Traceback (most recent call last):
  File "./main.py", line 390, in <module>
    main(args)
  File "./main.py", line 384, in main
    trainClassifierRegressor(train_loader, bbox_loader, resnet, args)
  File "./main.py", line 322, in trainClassifierRegressor
    rloss.backward()
  File "/home/lex/anaconda2/envs/py27/lib/python2.7/site-packages/torch/autograd/variable.py", line 146, in backward
    self._execution_engine.run_backward((self,), (gradient,), retain_variables)
RuntimeError: std::bad_cast

Why does it fail during backward() call? When I run the model on cpu, I do not have this problem.

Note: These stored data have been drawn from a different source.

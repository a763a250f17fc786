//! Link command - build the virtual GOPATH.

use std::path::PathBuf;

use tracing::debug;
use vgopath::config::{ConfigFile, MirrorConfig};

use super::common::load_config;
use crate::error::CliError;

/// Arguments for the link command.
pub struct LinkArgs {
    pub output: PathBuf,
    pub source: Option<PathBuf>,
    pub go: Option<PathBuf>,
    pub skip_bin: bool,
    pub skip_build_cache: bool,
    pub skip_modules: bool,
}

/// Run the link command.
pub fn run(args: LinkArgs) -> Result<(), CliError> {
    let config = load_config()?;
    let mirror = mirror_config(args, &config);
    let resolver = mirror.resolver();

    debug!(?mirror, go = %resolver.binary().display(), "Starting link");
    let summary = vgopath::run(&mirror, &resolver)?;
    debug!(?summary, "Link finished");

    Ok(())
}

/// Merge command-line arguments over the config file defaults.
fn mirror_config(args: LinkArgs, config: &ConfigFile) -> MirrorConfig {
    // Flags can only turn skipping on; the config file supplies the default
    let mut mirror = MirrorConfig::from_config_file(&args.output, config);
    mirror.skip_bin |= args.skip_bin;
    mirror.skip_build_cache |= args.skip_build_cache;
    mirror.skip_modules |= args.skip_modules;
    if let Some(source) = args.source {
        mirror = mirror.with_source_dir(source);
    }
    if let Some(go) = args.go {
        mirror = mirror.with_go_binary(go);
    }
    mirror
}
//! Module path tree.
//!
//! Reconciles the flat module list into one tree per top-level path segment.
//!
//! ```text
//! github.com                      (no module)
//! └── foo                         (no module)
//!     ├── bar    [github.com/foo/bar]      module + children
//!     │   └── v2 [github.com/foo/bar/v2]   collapsible leaf
//!     └── baz    [github.com/foo/baz]      collapsible leaf
//! ```

mod builder;
mod error;
mod node;

pub use builder::build_forest;
pub use error::{TreeError, TreeResult};
pub use node::Node;
//! vgopath CLI - materialize a virtual GOPATH for a Go module workspace.

mod commands;
mod error;

use std::path::PathBuf;
use std::process::ExitCode;

use clap::{Parser, Subcommand};
use tracing_subscriber::EnvFilter;

use commands::config::ConfigCommands;
use commands::link::LinkArgs;
use commands::modules::ModulesArgs;
use error::CliError;

#[derive(Debug, Parser)]
#[command(name = "vgopath", version, about = "Build a virtual GOPATH from the Go module graph")]
struct Cli {
    /// Enable debug logging
    #[arg(short, long, global = true)]
    verbose: bool,

    #[command(subcommand)]
    command: Commands,
}

#[derive(Debug, Subcommand)]
enum Commands {
    /// Create or refresh the virtual GOPATH
    Link {
        /// Destination directory of the virtual GOPATH
        #[arg(short, long)]
        output: PathBuf,

        /// Directory to resolve modules in (default: current directory)
        #[arg(short, long)]
        source: Option<PathBuf>,

        /// go binary to run (default: config file, then `go` on PATH)
        #[arg(long)]
        go: Option<PathBuf>,

        /// Do not link the go binary directory to <output>/bin
        #[arg(long)]
        skip_bin: bool,

        /// Do not link the go build cache to <output>/cache
        #[arg(long)]
        skip_build_cache: bool,

        /// Do not link modules under <output>/src
        #[arg(long)]
        skip_modules: bool,
    },

    /// List the modules the resolver reports
    Modules {
        /// Directory to resolve modules in (default: current directory)
        #[arg(short, long)]
        source: Option<PathBuf>,

        /// go binary to run
        #[arg(long)]
        go: Option<PathBuf>,

        /// Include modules without a directory
        #[arg(long)]
        all: bool,
    },

    /// Inspect the configuration file
    #[command(subcommand)]
    Config(ConfigCommands),
}

fn main() -> ExitCode {
    match run() {
        Ok(()) => ExitCode::SUCCESS,
        Err(e) => {
            eprintln!("{}", error_line(&e));
            ExitCode::FAILURE
        }
    }
}

/// The one line printed for a failed command.
fn error_line(e: &CliError) -> String {
    format!("Error: {}", e)
}

fn run() -> Result<(), CliError> {
    let cli = Cli::parse();
    setup_logging(cli.verbose)?;

    match cli.command {
        Commands::Link {
            output,
            source,
            go,
            skip_bin,
            skip_build_cache,
            skip_modules,
        } => commands::link::run(LinkArgs {
            output,
            source,
            go,
            skip_bin,
            skip_build_cache,
            skip_modules,
        }),
        Commands::Modules { source, go, all } => {
            commands::modules::run(ModulesArgs { source, go, all })
        }
        Commands::Config(command) => commands::config::run(command),
    }
}

/// Install the stderr logger. `RUST_LOG` overrides the default filter.
fn setup_logging(verbose: bool) -> Result<(), CliError> {
    let default = if verbose {
        "vgopath=debug,warn"
    } else {
        "vgopath=info,warn"
    };
    let filter = EnvFilter::try_from_default_env().unwrap_or_else(|_| EnvFilter::new(default));

    tracing_subscriber::fmt()
        .with_env_filter(filter)
        .with_writer(std::io::stderr)
        .with_target(false)
        .try_init()
        .map_err(|e| CliError::Logging(e.to_string()))
}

Gautam_Bhattacharya · May 18, 2017, 6:19pm

I am pretty new, so there a very good chance I am wrong.
Have you tried not doing the .cuda() in the class definition and instead after you instantiate the class ? -

myawesomenet = StackRegressive()
myawesomenet.cuda()

lakehanne · May 18, 2017, 6:22pm

That gives:

  File "train.py", line 283, in trainClassifierRegressor
    regressor = regressor.cuda()
TypeError: 'bool' object is not callable

Gautam_Bhattacharya · May 18, 2017, 6:25pm

and if you just do : regressor.cuda() ?
(no regressor = )
I am out of ideas after that.

lakehanne · May 18, 2017, 6:26pm

The former is not an inplace transfer of an object to gpu. So it must be the latter, I am sure.

smb · May 18, 2017, 6:46pm

It is an inplace operation (unfortunately not from the function name though).

http://pytorch.org/docs/_modules/torch/nn/modules/module.html#Module

miguelvr · May 19, 2017, 12:20am

you can do at the end of the __init__ function:

if torch.cuda.is_available():
    self.cuda()

instead of the multiple calls… However, I don’t know if it’s the source of the error.

EDIT: Also, probably it is not a good idea having an attribute with the same name a class method (self.cuda and self.cuda()).

lakehanne · May 21, 2017, 12:02am

Thank you! The self.cuda variable was the problem. Do not know why I did not foresee it would be an issue.